Tabs on Writing

The Business of Business Writing by John Tabellione, Principal at

Let Your Conscience Be Your Guide (for Spelling)

Date: 18 May 2019
Category: Grammar, Homophones, Special Words, Spelling

On this date in 1873 English writer Dorothy Richardson was born. Richardson is regarded as the pioneer of “stream of consciousness” narrative writing. The irony lies in that she was likely not conscious of the fact that her writing was anything unusual; that’s just the way her mind operated and then she proceeded, almost simultaneously, to apply pencil to paper for her novels.

“Stream of consciousness”  is a narrative writing device (coined by philosopher and psychologist William James)  that tries to be the equivalent of a character’s thought processes, as in a loose interior monologue or in connection to his or her actions. It’s characterized by associative leaps in thought and lack of some or all punctuation.

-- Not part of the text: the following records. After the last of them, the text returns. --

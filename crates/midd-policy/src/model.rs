//! Policy documents.
//!
//! The shapes follow XACML: a policy set holds policies and nested sets,
//! a policy holds rules, and every element may carry a target. Documents
//! are plain serde data and load from TOML or YAML.
//!
//! ```yaml
//! attributes:
//!   - id: subject.age
//!     data_type: integer
//! root:
//!   policy:
//!     id: adults
//!     combining: first-applicable
//!     rules:
//!       - id: allow-adults
//!         effect: permit
//!         condition:
//!           match: { attribute: subject.age, lower: 18 }
//!       - id: deny-rest
//!         effect: deny
//! ```

use std::path::Path;

use midd_core::Decision;
use midd_engine::CombiningAlgorithm;
use serde::{Deserialize, Serialize};

use crate::error::Result;
use crate::finder::InMemoryPolicyFinder;
use crate::mapper::AttributeMapper;
use crate::value::{DataType, Scalar};

/// A complete policy document.
#[derive(Debug, Clone, PartialEq, Deserialize, Serialize)]
pub struct PolicyDocument {
    /// Attribute declarations, in the order diagrams test them.
    #[serde(default)]
    pub attributes: Vec<AttributeDeclaration>,

    /// The element evaluated for every request.
    pub root: PolicyChild,

    /// Elements reachable only by reference.
    #[serde(default)]
    pub library: Vec<PolicyChild>,
}

impl PolicyDocument {
    /// Loads a document, reading `.yaml` and `.yml` files as YAML and
    /// anything else as TOML.
    pub fn load(path: impl AsRef<Path>) -> Result<Self> {
        let path = path.as_ref();
        if is_yaml(path) {
            Self::from_yaml_file(path)
        } else {
            Self::from_toml_file(path)
        }
    }

    /// Loads a document from a TOML file.
    pub fn from_toml_file(path: impl AsRef<Path>) -> Result<Self> {
        let contents = std::fs::read_to_string(path)?;
        Self::from_toml_str(&contents)
    }

    /// Parses a document from a TOML string.
    pub fn from_toml_str(s: &str) -> Result<Self> {
        Ok(toml::from_str(s)?)
    }

    /// Loads a document from a YAML file.
    pub fn from_yaml_file(path: impl AsRef<Path>) -> Result<Self> {
        let contents = std::fs::read_to_string(path)?;
        Self::from_yaml_str(&contents)
    }

    /// Parses a document from a YAML string.
    pub fn from_yaml_str(s: &str) -> Result<Self> {
        Ok(serde_yaml::from_str(s)?)
    }

    /// A mapper pre-loaded with the declared attributes.
    pub fn mapper(&self) -> Result<AttributeMapper> {
        AttributeMapper::with_declarations(
            self.attributes
                .iter()
                .map(|a| (a.id.as_str(), a.data_type)),
        )
    }

    /// A finder over the library.
    pub fn finder(&self) -> InMemoryPolicyFinder {
        self.library.iter().cloned().collect()
    }
}

pub(crate) fn is_yaml(path: &Path) -> bool {
    matches!(
        path.extension().and_then(|e| e.to_str()),
        Some("yaml" | "yml")
    )
}

/// Declared data type of one attribute.
#[derive(Debug, Clone, PartialEq, Eq, Deserialize, Serialize)]
pub struct AttributeDeclaration {
    pub id: String,
    pub data_type: DataType,
}

/// An element of a policy set.
#[derive(Debug, Clone, PartialEq, Deserialize, Serialize)]
#[serde(rename_all = "snake_case")]
pub enum PolicyChild {
    PolicySet(PolicySet),
    Policy(Policy),
    /// Id of an element resolved through a policy finder.
    Reference(String),
}

impl PolicyChild {
    pub fn id(&self) -> &str {
        match self {
            PolicyChild::PolicySet(s) => &s.id,
            PolicyChild::Policy(p) => &p.id,
            PolicyChild::Reference(id) => id,
        }
    }
}

impl From<PolicySet> for PolicyChild {
    fn from(set: PolicySet) -> Self {
        PolicyChild::PolicySet(set)
    }
}

impl From<Policy> for PolicyChild {
    fn from(policy: Policy) -> Self {
        PolicyChild::Policy(policy)
    }
}

/// A container of policies and nested policy sets.
#[derive(Debug, Clone, PartialEq, Deserialize, Serialize)]
pub struct PolicySet {
    pub id: String,

    #[serde(default)]
    pub target: Target,

    /// Falls back to the configured default when absent.
    #[serde(default)]
    pub combining: Option<CombiningAlgorithm>,

    #[serde(default)]
    pub children: Vec<PolicyChild>,
}

/// A container of rules.
#[derive(Debug, Clone, PartialEq, Deserialize, Serialize)]
pub struct Policy {
    pub id: String,

    #[serde(default)]
    pub target: Target,

    /// Falls back to the configured default when absent.
    #[serde(default)]
    pub combining: Option<CombiningAlgorithm>,

    #[serde(default)]
    pub rules: Vec<Rule>,
}

/// A rule: when its target and condition hold, it yields its effect.
#[derive(Debug, Clone, PartialEq, Deserialize, Serialize)]
pub struct Rule {
    pub id: String,

    pub effect: Effect,

    #[serde(default)]
    pub target: Target,

    #[serde(default)]
    pub condition: Option<Condition>,
}

#[derive(Debug, Clone, Copy, PartialEq, Eq, Hash, Deserialize, Serialize)]
#[serde(rename_all = "snake_case")]
pub enum Effect {
    Permit,
    Deny,
}

impl From<Effect> for Decision {
    fn from(effect: Effect) -> Self {
        match effect {
            Effect::Permit => Decision::Permit,
            Effect::Deny => Decision::Deny,
        }
    }
}

/// Conjunction of `AnyOf` entries. An empty target always holds.
#[derive(Debug, Clone, Default, PartialEq, Deserialize, Serialize)]
pub struct Target {
    #[serde(default)]
    pub any_of: Vec<AnyOf>,
}

/// Disjunction of `AllOf` entries.
#[derive(Debug, Clone, Default, PartialEq, Deserialize, Serialize)]
pub struct AnyOf {
    #[serde(default)]
    pub all_of: Vec<AllOf>,
}

/// Conjunction of matches.
#[derive(Debug, Clone, Default, PartialEq, Deserialize, Serialize)]
pub struct AllOf {
    #[serde(default)]
    pub matches: Vec<Match>,
}

/// A boolean combination of matches.
#[derive(Debug, Clone, PartialEq, Deserialize, Serialize)]
#[serde(rename_all = "snake_case")]
pub enum Condition {
    All(Vec<Condition>),
    Any(Vec<Condition>),
    Match(Match),
}

/// Constrains one attribute to an interval.
///
/// Either `equals` or the `lower`/`upper` pair is used; a missing bound is
/// infinite. Bounds are inclusive unless stated otherwise.
#[derive(Debug, Clone, PartialEq, Deserialize, Serialize)]
pub struct Match {
    pub attribute: String,

    /// Overrides the attribute's declared type and the bounds' own kind.
    #[serde(default)]
    pub data_type: Option<DataType>,

    #[serde(default)]
    pub equals: Option<Scalar>,

    #[serde(default)]
    pub lower: Option<Scalar>,

    #[serde(default)]
    pub upper: Option<Scalar>,

    #[serde(default = "inclusive")]
    pub lower_inclusive: bool,

    #[serde(default = "inclusive")]
    pub upper_inclusive: bool,
}

fn inclusive() -> bool {
    true
}

impl Match {
    /// `attribute == value`
    pub fn equals(attribute: impl Into<String>, value: impl Into<Scalar>) -> Self {
        Self {
            equals: Some(value.into()),
            ..Self::any(attribute)
        }
    }

    /// `lower <= attribute <= upper`
    pub fn between(
        attribute: impl Into<String>,
        lower: impl Into<Scalar>,
        upper: impl Into<Scalar>,
    ) -> Self {
        Self {
            lower: Some(lower.into()),
            upper: Some(upper.into()),
            ..Self::any(attribute)
        }
    }

    /// `attribute >= lower`
    pub fn at_least(attribute: impl Into<String>, lower: impl Into<Scalar>) -> Self {
        Self {
            lower: Some(lower.into()),
            ..Self::any(attribute)
        }
    }

    /// `attribute <= upper`
    pub fn at_most(attribute: impl Into<String>, upper: impl Into<Scalar>) -> Self {
        Self {
            upper: Some(upper.into()),
            ..Self::any(attribute)
        }
    }

    /// Any value at all, including a missing one.
    pub fn any(attribute: impl Into<String>) -> Self {
        Self {
            attribute: attribute.into(),
            data_type: None,
            equals: None,
            lower: None,
            upper: None,
            lower_inclusive: true,
            upper_inclusive: true,
        }
    }

    pub fn exclusive_lower(mut self) -> Self {
        self.lower_inclusive = false;
        self
    }

    pub fn exclusive_upper(mut self) -> Self {
        self.upper_inclusive = false;
        self
    }

    pub fn with_type(mut self, data_type: DataType) -> Self {
        self.data_type = Some(data_type);
        self
    }
}

impl Target {
    /// A target holding when all of `matches` hold.
    pub fn all(matches: impl IntoIterator<Item = Match>) -> Self {
        Self {
            any_of: vec![AnyOf {
                all_of: vec![AllOf {
                    matches: matches.into_iter().collect(),
                }],
            }],
        }
    }

    pub fn is_empty(&self) -> bool {
        self.any_of.is_empty()
    }
}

The following authors are among the famous writers whom Richardson influenced: James Joyce, William Faulkner, Marcel Proust, Virginia Woolf, and Fyodor Dostoevsky. When they wrote, however, they were apparently quite conscious of their writing process and prowess.

For those of us who write, blog, edit, and create other prose and poetry, though, we need to be more conscientious of our technique and—a word to wise—review/reread our manuscripts and not rely upon spellcheck only.

So, let your conscience be your spelling/grammar guide and do not be unconscious to what’s being published.